Quanto maior o volume de dados guardados sem necessidade, maiores os custos de gestão, os riscos de vazamento e a exposição a sanções regulatórias.

Por isso, especialistas em privacidade defendem a retenção inteligente: prática de estabelecer critérios claros sobre o que deve ser mantido, por quanto tempo e por qual motivo.

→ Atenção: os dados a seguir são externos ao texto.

//! Inbound request decoration.
//!
//! # Responsibilities
//! - Generate a request ID (UUID v4) when the client sent none
//! - Stamp `X-Request-Start: t=<unix millis>` for upstream queue-time metrics
//!
//! # Design Decisions
//! - Request ID added as early as possible for tracing
//! - Client-supplied values are kept, never overwritten

use std::time::{SystemTime, UNIX_EPOCH};

use axum::body::Body;
use axum::http::{HeaderName, HeaderValue, Request};
use axum::middleware::Next;
use axum::response::Response;
use tower_http::request_id::{
    MakeRequestId, PropagateRequestIdLayer, RequestId, SetRequestIdLayer,
};
use uuid::Uuid;

pub const X_REQUEST_ID: HeaderName = HeaderName::from_static("x-request-id");
pub const X_REQUEST_START: HeaderName = HeaderName::from_static("x-request-start");

/// Generates UUID v4 request IDs.
#[derive(Debug, Clone, Copy, Default)]
pub struct MakeRequestUuid;

impl MakeRequestId for MakeRequestUuid {
    fn make_request_id<B>(&mut self, _request: &Request<B>) -> Option<RequestId> {
        HeaderValue::from_str(&Uuid::new_v4().to_string())
            .ok()
            .map(RequestId::new)
    }
}

/// Layer that sets `X-Request-Id` on requests that lack one.
pub fn set_request_id_layer() -> SetRequestIdLayer<MakeRequestUuid> {
    SetRequestIdLayer::new(X_REQUEST_ID, MakeRequestUuid)
}

/// Layer that copies the request's `X-Request-Id` onto the response.
pub fn propagate_request_id_layer() -> PropagateRequestIdLayer {
    PropagateRequestIdLayer::new(X_REQUEST_ID)
}

/// Add `X-Request-Start` to requests that do not already carry it.
pub async fn request_start(mut request: Request<Body>, next: Next) -> Response {
    if !request.headers().contains_key(X_REQUEST_START) {
        let millis = SystemTime::now()
            .duration_since(UNIX_EPOCH)
            .map(|elapsed| elapsed.as_millis())
            .unwrap_or_default();
        if let Ok(value) = HeaderValue::from_str(&format!("t={millis}")) {
            request.headers_mut().insert(X_REQUEST_START, value);
        }
    }
    next.run(request).await
}

#[cfg(test)]
mod tests {
    use super::*;
    use axum::{middleware, Router};
    use tower::ServiceExt;

    fn echo_app() -> Router {
        Router::new().fallback(|request: Request<Body>| async move {
            let headers = request.headers();
            format!(
                "{}|{}",
                headers
                    .get(X_REQUEST_START)
                    .and_then(|v| v.to_str().ok())
                    .unwrap_or(""),
                headers
                    .get(X_REQUEST_ID)
                    .and_then(|v| v.to_str().ok())
                    .unwrap_or("")
            )
        })
    }

    async fn body_text(response: Response) -> String {
        let bytes = axum::body::to_bytes(response.into_body(), usize::MAX)
            .await
            .unwrap();
        String::from_utf8(bytes.to_vec()).unwrap()
    }

    #[tokio::test]
    async fn request_start_added_when_missing() {
        let app = echo_app().layer(middleware::from_fn(request_start));
        let response = app
            .oneshot(Request::builder().uri("/").body(Body::empty()).unwrap())
            .await
            .unwrap();

        let body = body_text(response).await;
        let (start, _) = body.split_once('|').unwrap();
        let millis: u128 = start.strip_prefix("t=").unwrap().parse().unwrap();
        assert!(millis > 1_600_000_000_000);
    }

    #[tokio::test]
    async fn request_start_preserved_when_present() {
        let app = echo_app().layer(middleware::from_fn(request_start));
        let response = app
            .oneshot(
                Request::builder()
                    .uri("/")
                    .header("x-request-start", "t=42")
                    .body(Body::empty())
                    .unwrap(),
            )
            .await
            .unwrap();

        assert!(body_text(response).await.starts_with("t=42|"));
    }

    #[tokio::test]
    async fn request_id_generated_and_propagated() {
        let app = echo_app()
            .layer(propagate_request_id_layer())
            .layer(set_request_id_layer());
        let response = app
            .oneshot(Request::builder().uri("/").body(Body::empty()).unwrap())
            .await
            .unwrap();

        let id = response.headers()[X_REQUEST_ID].to_str().unwrap().to_string();
        assert!(Uuid::parse_str(&id).is_ok());
        assert!(body_text(response).await.ends_with(&id));
    }

    #[tokio::test]
    async fn client_request_id_kept() {
        let app = echo_app()
            .layer(propagate_request_id_layer())
            .layer(set_request_id_layer());
        let response = app
            .oneshot(
                Request::builder()
                    .uri("/")
                    .header("x-request-id", "abc-123")
                    .body(Body::empty())
                    .unwrap(),
            )
            .await
            .unwrap();

        assert_eq!(response.headers()[X_REQUEST_ID], "abc-123");
    }
}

Trata-se de uma forma de governança que reduz riscos, organiza processos e reforça a conformidade com a legislação.

Ricardo Maravalhas, CEO e fundador da DPOnet, afirma que a retenção de dados deve ser uma decisão deliberada da empresa, e não um reflexo da cultura de acumular informações. Segundo ele, quando a empresa sabe o que possui, por que mantém esses dados e quando devem ser eliminados, ela reduz riscos, reduz custos e melhora sua maturidade em privacidade.